Même si ces projets aboutissent, il n’est pas sûr que cette nouvelle façon d’exercer la médecine générale, malgré les horaires plus normaux, les meilleures conditions de travail, les nouveaux modes de rémunération et ce rôle de coordination des différents paramédicaux permette d’endiguer la crise des vocations. Des vocations, il en existera toujours , mais soyons réalistes : après un concours difficile et des études très longues et de haut niveau , il faudra en passer par une revalorisation conséquente de la médecine générale pour changer le regard de tous sur cette profession indispensable , passionnante mais difficile car demandant des compétences multiples et de plus en plus poussées , pour que la majorité des étudiants l’apprécient autant que d’autres spécialités.

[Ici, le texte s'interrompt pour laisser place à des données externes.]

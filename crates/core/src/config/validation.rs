//! Configuration validation rules.
//!
//! This module provides validation logic for `AppConfig` values
//! after they have been loaded from environment, files, or defaults.

use crate::config::AppConfig;
use thiserror::Error;
use url::Url;

/// Configuration validation errors.
#[derive(Debug, Error)]
pub enum ConfigError {
    #[error("failed to load configuration: {0}")]
    LoadFailed(String),

    #[error("invalid configuration: {field} - {reason}")]
    Invalid { field: String, reason: String },
}

impl AppConfig {
    /// Validate configuration values after loading.
    ///
    /// # Errors
    ///
    /// Returns `ConfigError::Invalid` if:
    /// - `origin` is not an http(s) URL with a host
    /// - `timeout_ms` is less than 100ms or exceeds 5 minutes
    /// - `cache_version` is set but empty or contains whitespace
    /// - `user_agent` is empty
    pub fn validate(&self) -> Result<(), ConfigError> {
        let origin = Url::parse(&self.origin)
            .map_err(|e| ConfigError::Invalid { field: "origin".into(), reason: e.to_string() })?;
        if !matches!(origin.scheme(), "http" | "https") {
            return Err(ConfigError::Invalid { field: "origin".into(), reason: "scheme must be http or https".into() });
        }
        if origin.host_str().is_none() {
            return Err(ConfigError::Invalid { field: "origin".into(), reason: "must include a host".into() });
        }
        if origin.path() != "/" || origin.query().is_some() {
            tracing::warn!(origin = %self.origin, "origin has a path or query; only scheme, host and port are used");
        }

        if self.timeout_ms < 100 {
            return Err(ConfigError::Invalid { field: "timeout_ms".into(), reason: "must be at least 100ms".into() });
        }
        if self.timeout_ms > 300_000 {
            return Err(ConfigError::Invalid {
                field: "timeout_ms".into(),
                reason: "must not exceed 5 minutes (300000ms)".into(),
            });
        }

        if let Some(version) = &self.cache_version
            && (version.is_empty() || version.chars().any(char::is_whitespace))
        {
            return Err(ConfigError::Invalid {
                field: "cache_version".into(),
                reason: "must be non-empty and contain no whitespace".into(),
            });
        }

        if self.user_agent.is_empty() {
            return Err(ConfigError::Invalid { field: "user_agent".into(), reason: "must not be empty".into() });
        }

        Ok(())
    }
}

#[cfg(test)]
mod tests {
    use super::*;

    fn field_of(result: Result<(), ConfigError>) -> Option<String> {
        match result {
            Err(ConfigError::Invalid { field, .. }) => Some(field),
            _ => None,
        }
    }

    #[test]
    fn test_validate_default_config() {
        assert!(AppConfig::default().validate().is_ok());
    }

    #[test]
    fn test_validate_origin_unparseable() {
        let config = AppConfig { origin: "not a url".into(), ..Default::default() };
        assert_eq!(field_of(config.validate()).as_deref(), Some("origin"));
    }

    #[test]
    fn test_validate_origin_scheme() {
        let config = AppConfig { origin: "blob:https://clinic.example/abc".into(), ..Default::default() };
        assert_eq!(field_of(config.validate()).as_deref(), Some("origin"));
    }

    #[test]
    fn test_validate_timeout_bounds() {
        let low = AppConfig { timeout_ms: 50, ..Default::default() };
        assert_eq!(field_of(low.validate()).as_deref(), Some("timeout_ms"));

        let high = AppConfig { timeout_ms: 301_000, ..Default::default() };
        assert_eq!(field_of(high.validate()).as_deref(), Some("timeout_ms"));

        let edge = AppConfig { timeout_ms: 100, ..Default::default() };
        assert!(edge.validate().is_ok());
    }

    #[test]
    fn test_validate_cache_version() {
        let empty = AppConfig { cache_version: Some(String::new()), ..Default::default() };
        assert_eq!(field_of(empty.validate()).as_deref(), Some("cache_version"));

        let spaced = AppConfig { cache_version: Some("v 5".into()), ..Default::default() };
        assert_eq!(field_of(spaced.validate()).as_deref(), Some("cache_version"));

        let ok = AppConfig { cache_version: Some("v5".into()), ..Default::default() };
        assert!(ok.validate().is_ok());
    }

    #[test]
    fn test_validate_empty_user_agent() {
        let config = AppConfig { user_agent: String::new(), ..Default::default() };
        assert_eq!(field_of(config.validate()).as_deref(), Some("user_agent"));
    }
}
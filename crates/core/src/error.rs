//! Unified error types for shellcache.
//!
//! Display strings carry a stable uppercase prefix so log lines and CLI
//! output can be grepped by category.

use tokio_rusqlite::rusqlite;

/// Unified error types for the offline cache controller.
#[derive(Debug, thiserror::Error)]
pub enum Error {
    /// Request URL could not be parsed or canonicalized.
    #[error("INVALID_URL: {0}")]
    InvalidUrl(String),

    /// Control message was not valid JSON or had an unexpected shape.
    #[error("INVALID_MESSAGE: {0}")]
    InvalidMessage(String),

    /// The network could not be reached or the transfer broke off.
    #[error("NETWORK_ERROR: {0}")]
    Network(String),

    /// The network answered, but not with a usable response.
    #[error("HTTP_ERROR: {0}")]
    HttpError(String),

    /// Database operation failed.
    #[error("CACHE_ERROR: {0}")]
    Database(tokio_rusqlite::Error),

    /// Migration failed to apply.
    #[error("CACHE_ERROR: migration failed: {0}")]
    MigrationFailed(String),

    /// A stored response could not be encoded or decoded.
    #[error("CACHE_ERROR: serialization failed: {0}")]
    Serialization(String),

    /// App shell could not be seeded; this controller version is discarded.
    #[error("INSTALL_FAILED: {path}: {reason}")]
    InstallFailed { path: String, reason: String },

    /// Lifecycle operation called from the wrong state.
    #[error("NOT_ACTIVE: {0}")]
    NotActive(String),
}

impl From<tokio_rusqlite::Error<Error>> for Error {
    fn from(err: tokio_rusqlite::Error<Error>) -> Self {
        match err {
            tokio_rusqlite::Error::Error(e) => e,
            tokio_rusqlite::Error::ConnectionClosed => Error::Database(tokio_rusqlite::Error::ConnectionClosed),
            tokio_rusqlite::Error::Close(c) => Error::Database(tokio_rusqlite::Error::Close(c)),
            _ => Error::Database(tokio_rusqlite::Error::ConnectionClosed),
        }
    }
}

impl From<tokio_rusqlite::Error<rusqlite::Error>> for Error {
    fn from(err: tokio_rusqlite::Error<rusqlite::Error>) -> Self {
        Error::Database(err)
    }
}

impl From<rusqlite::Error> for Error {
    fn from(err: rusqlite::Error) -> Self {
        Error::Database(tokio_rusqlite::Error::Error(err))
    }
}

impl From<serde_json::Error> for Error {
    fn from(err: serde_json::Error) -> Self {
        Error::Serialization(err.to_string())
    }
}

impl Error {
    /// Whether the error came from the network side rather than local storage.
    pub fn is_network(&self) -> bool {
        matches!(self, Error::Network(_) | Error::HttpError(_))
    }
}

#[cfg(test)]
mod tests {
    use super::*;

    #[test]
    fn test_error_display() {
        let err = Error::Network("connection refused".to_string());
        assert!(err.to_string().contains("NETWORK_ERROR"));
        assert!(err.to_string().contains("connection refused"));
    }

    #[test]
    fn test_install_failed_display() {
        let err = Error::InstallFailed { path: "/favicon.ico".into(), reason: "status 404".into() };
        assert_eq!(err.to_string(), "INSTALL_FAILED: /favicon.ico: status 404");
    }

    #[test]
    fn test_is_network() {
        assert!(Error::Network("x".into()).is_network());
        assert!(Error::HttpError("x".into()).is_network());
        assert!(!Error::MigrationFailed("x".into()).is_network());
    }

    #[test]
    fn test_from_serde_json() {
        let err: Error = serde_json::from_str::<Vec<u8>>("{").unwrap_err().into();
        assert!(matches!(err, Error::Serialization(_)));
    }
}
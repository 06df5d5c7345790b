//! Offline cache controller for shellcache.
//!
//! This crate provides the request router, the network adapter, the routing
//! strategies, and the controller lifecycle built on the storage in
//! `shellcache-core`.

pub mod controller;
pub mod message;
pub mod network;
pub mod registration;
pub mod request;
pub mod router;

#[cfg(test)]
pub(crate) mod testing;

pub use controller::{ControllerState, FetchOutcome, OfflineController, ResponseSource};
pub use message::ControlMessage;
pub use network::{HttpNetwork, Network, NetworkConfig};
pub use registration::Registration;
pub use request::{Destination, InterceptedRequest, RequestMode, UrlError, resolve};
pub use router::{APP_SHELL_MANIFEST, BypassReason, Route, Scope, route};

Ce n’est qu’à ce prix que le pays aura une médecine de premiers recours de bonne qualité, bien répartie géographiquement et capable d’assurer son rôle de santé publique : prévention, dépistage, éducation thérapeutique, suivi et coordination des soins des patients, ainsi que la permanence des soins ambulatoires, en préservant l’accès aux soins pour tous sans dépassement d’honoraires.
Non, la disparition annoncée du médecin de famille n’est pas une chance pour les patients, car la qualité et la pérennité de la relation entre médecin et patient forment la trame sur laquelle peut se tisser une prise en charge médico-sociale efficiente, mais c’est peut-être l’occasion d’attirer l’attention sur les conditions nécessaires à une refondation de la médecine générale.
Source :
http://www.egora.fr/
Auteur : Philippe Piat, Jean-Noel Praud et Caroline Pung
(1) source DRESS Novembre 2011
(2) UNASA Statistiques professions libérales PARIS 2008 et DRESS Dec 2011
(3) étude du groupe Pasteur Mutualité : entre 30 et 60 ans , 14% des décés sont des suicides contre 6% dans la population générale.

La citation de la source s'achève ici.